You grew up knowing where your place was, and if you didn’t understand that, you were in trouble. It gave me tolerance to understand you ain’t going to gain anything by standing up and publicly challenging people. You start to look at how can you work things out diplomatically. My granddad always told me, “Son, you’ve got to educate yourself, you’ve got to be the best you can be, work as hard as you can. You can’t be considered shiftless and lazy. Don’t compromise your principles, but be a diplomat.”

So what I’ve worked on is not compromising my principles but not being confrontational. When working with people, particularly dealing with the power structure, you have to give people room to compromise.

I don’t think, if my grandfather saw where I am today, he’d know how to handle it. My granddaddy never lived past segregation; he couldn’t fathom me sitting in a restaurant in a fashionable area of Los Angeles, ordering anything I want without having to go to the back door to get it.

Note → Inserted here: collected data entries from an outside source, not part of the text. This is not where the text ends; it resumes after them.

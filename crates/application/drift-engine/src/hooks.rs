use chrono::{DateTime, Utc};

/// One executed (or dry-run) operation, as fanned out to dashboards.
#[derive(Debug, Clone)]
pub struct SyncEvent {
    pub timestamp: DateTime<Utc>,
    pub engine_id: u32,
    pub action: String,
    pub path: String,
    pub size: i64,
}

/// Behavior-injection surface of an engine. Implementations must not block:
/// the engine calls these from the sync path and will not wait for slow
/// consumers.
pub trait EngineHooks: Send + Sync {
    fn on_event(&self, event: &SyncEvent);
    fn on_error(&self, path: &str, message: &str);
    /// Forces dry-run regardless of the stored sync mode.
    fn is_dry_run(&self) -> bool {
        false
    }
}

#[derive(Debug, Clone, Copy, PartialEq, Eq)]
pub enum Severity {
    Info,
    Warning,
    Error,
}

/// Opaque notification sink (chat webhooks and the like live behind it).
pub trait Notifier: Send + Sync {
    fn notify(&self, message: &str, severity: Severity);
}

pub struct NoopHooks;

impl EngineHooks for NoopHooks {
    fn on_event(&self, _event: &SyncEvent) {}
    fn on_error(&self, _path: &str, _message: &str) {}
}

pub struct NoopNotifier;

impl Notifier for NoopNotifier {
    fn notify(&self, _message: &str, _severity: Severity) {}
}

Are all these things still with me? Sure they are. When I first came on the job in 1969, I’d been here about a month and a training officer said: “You know, I’m going to have to fire you, because you black folks are all lazy. What is it with y’all that you only work if a white man is sitting beside you with his foot in your behind?”

I said to myself, if I say what I want to say to this guy, I’ll be fired within the next 15 minutes and I’ll never have a chance to be in a position to help anybody else--to make sure that this doesn’t happen to anyone else. The only way you can make sure is to promote yourself in the position where you have the power to control those kinds of things.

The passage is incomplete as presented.